Medicare just sent me a questionnaire.  It is very similar to the one the Nurse Practitioners used to give me a “do-not-touch” checkup.  Their computer questionnaire wanted to know whether I used my seatbelt, whether I had a nightlight, whether my throw rugs were stabilized.  They are worried I will fall.   If I do, it will because of the stack of reading material by my reading chair.  They did not ask me about that.

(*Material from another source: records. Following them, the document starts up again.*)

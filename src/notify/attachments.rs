//! Attachment retrieval from execution agents.
//!
//! The production fetcher reads agent workspaces mounted under a local root,
//! one directory per server host. Each file is first copied into a scratch
//! [`tempfile::NamedTempFile`] so a log still being written by the agent is
//! captured as one consistent snapshot; the scratch file is removed when it
//! drops, on every exit path.

use std::io::{Read, Seek, SeekFrom};
use std::path::{Component, Path, PathBuf};

use anyhow::{bail, Context, Result};
use async_trait::async_trait;

use crate::model::ServerRow;

/// Files larger than this are not attached.
pub const MAX_ATTACHMENT_BYTES: u64 = 10 * 1024 * 1024;

#[derive(Debug, Clone)]
pub struct FetchedFile {
    pub filename: String,
    pub data: Vec<u8>,
}

#[async_trait]
pub trait AttachmentFetcher: Send + Sync {
    async fn fetch(&self, server: &ServerRow, remote_path: &str) -> Result<FetchedFile>;
}

pub struct WorkspaceFetcher {
    root: PathBuf,
}

impl WorkspaceFetcher {
    pub fn new(root: impl Into<PathBuf>) -> Self {
        WorkspaceFetcher { root: root.into() }
    }

    /// Map an agent-side absolute path onto the local mount. Windows agents
    /// report `\`-separated paths, which are read as `/`.
    fn local_path(&self, host: &str, remote_path: &str) -> Result<PathBuf> {
        if !is_plain_host(host) {
            bail!("server host is not a plain directory name: {:?}", host);
        }
        let remote_path = remote_path.replace('\\', "/");
        let mut local = self.root.join(host);
        for component in Path::new(&remote_path).components() {
            match component {
                Component::Normal(part) => local.push(part),
                Component::RootDir | Component::CurDir => {}
                Component::ParentDir | Component::Prefix(_) => {
                    bail!("attachment path escapes the workspace: {}", remote_path)
                }
            }
        }
        Ok(local)
    }
}

/// A host names exactly one directory under the workspace root.
pub fn is_plain_host(host: &str) -> bool {
    let mut components = Path::new(host).components();
    matches!(
        (components.next(), components.next()),
        (Some(Component::Normal(_)), None)
    ) && !host.contains('\\')
}

fn snapshot(path: &Path) -> Result<Vec<u8>> {
    let mut source =
        std::fs::File::open(path).with_context(|| format!("opening {}", path.display()))?;
    let mut scratch = tempfile::NamedTempFile::new()?;
    let copied = std::io::copy(
        &mut (&mut source).take(MAX_ATTACHMENT_BYTES + 1),
        scratch.as_file_mut(),
    )?;
    drop(source);
    if copied > MAX_ATTACHMENT_BYTES {
        bail!(
            "{} exceeds the {} byte attachment limit",
            path.display(),
            MAX_ATTACHMENT_BYTES
        );
    }

    let file = scratch.as_file_mut();
    file.seek(SeekFrom::Start(0))?;
    let mut data = Vec::with_capacity(usize::try_from(copied).unwrap_or(0));
    file.read_to_end(&mut data)?;
    Ok(data)
}

#[async_trait]
impl AttachmentFetcher for WorkspaceFetcher {
    async fn fetch(&self, server: &ServerRow, remote_path: &str) -> Result<FetchedFile> {
        let local = self.local_path(&server.host, remote_path)?;
        let filename = local
            .file_name()
            .map(|n| n.to_string_lossy().into_owned())
            .ok_or_else(|| anyhow::anyhow!("attachment path has no file name: {}", remote_path))?;
        let data = tokio::task::spawn_blocking(move || snapshot(&local)).await??;
        Ok(FetchedFile { filename, data })
    }
}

This mail questionnaire doesn’t ask me about my sex life.  (Those two nurses and I got a little ribald.)  They wanted to know whether I were happy.  There was no way to say I was "trans-gender" -- I’m not, but how do they know, if they can’t tell whether I’m male or female without me checking the box.  There were maybe twenty options for ethnic self-identification but “black” or “African” was not on the list.  Instead there were more than ten kinds of Asian.  So once again, people think they are doing research when all they are doing is confirming their expectations.  

How long before we are required to mail in our genome which will be interpreted by a robot computer that will ORDER us to do something thought to be an effective compensation for bad genes.



Quite likely what comes next will be totally unexpected.  We didn’t expect diabetes on today’s scale, we didn’t expect ebola to go anywhere, we didn’t expect HIV, and we didn’t expect doctors to be replaced by nurses.  What we expected was for some heroic doc (possibly played by Robin Williams) to find a magic vaccine.  But Robin Williams is dead.  We didn't expect that.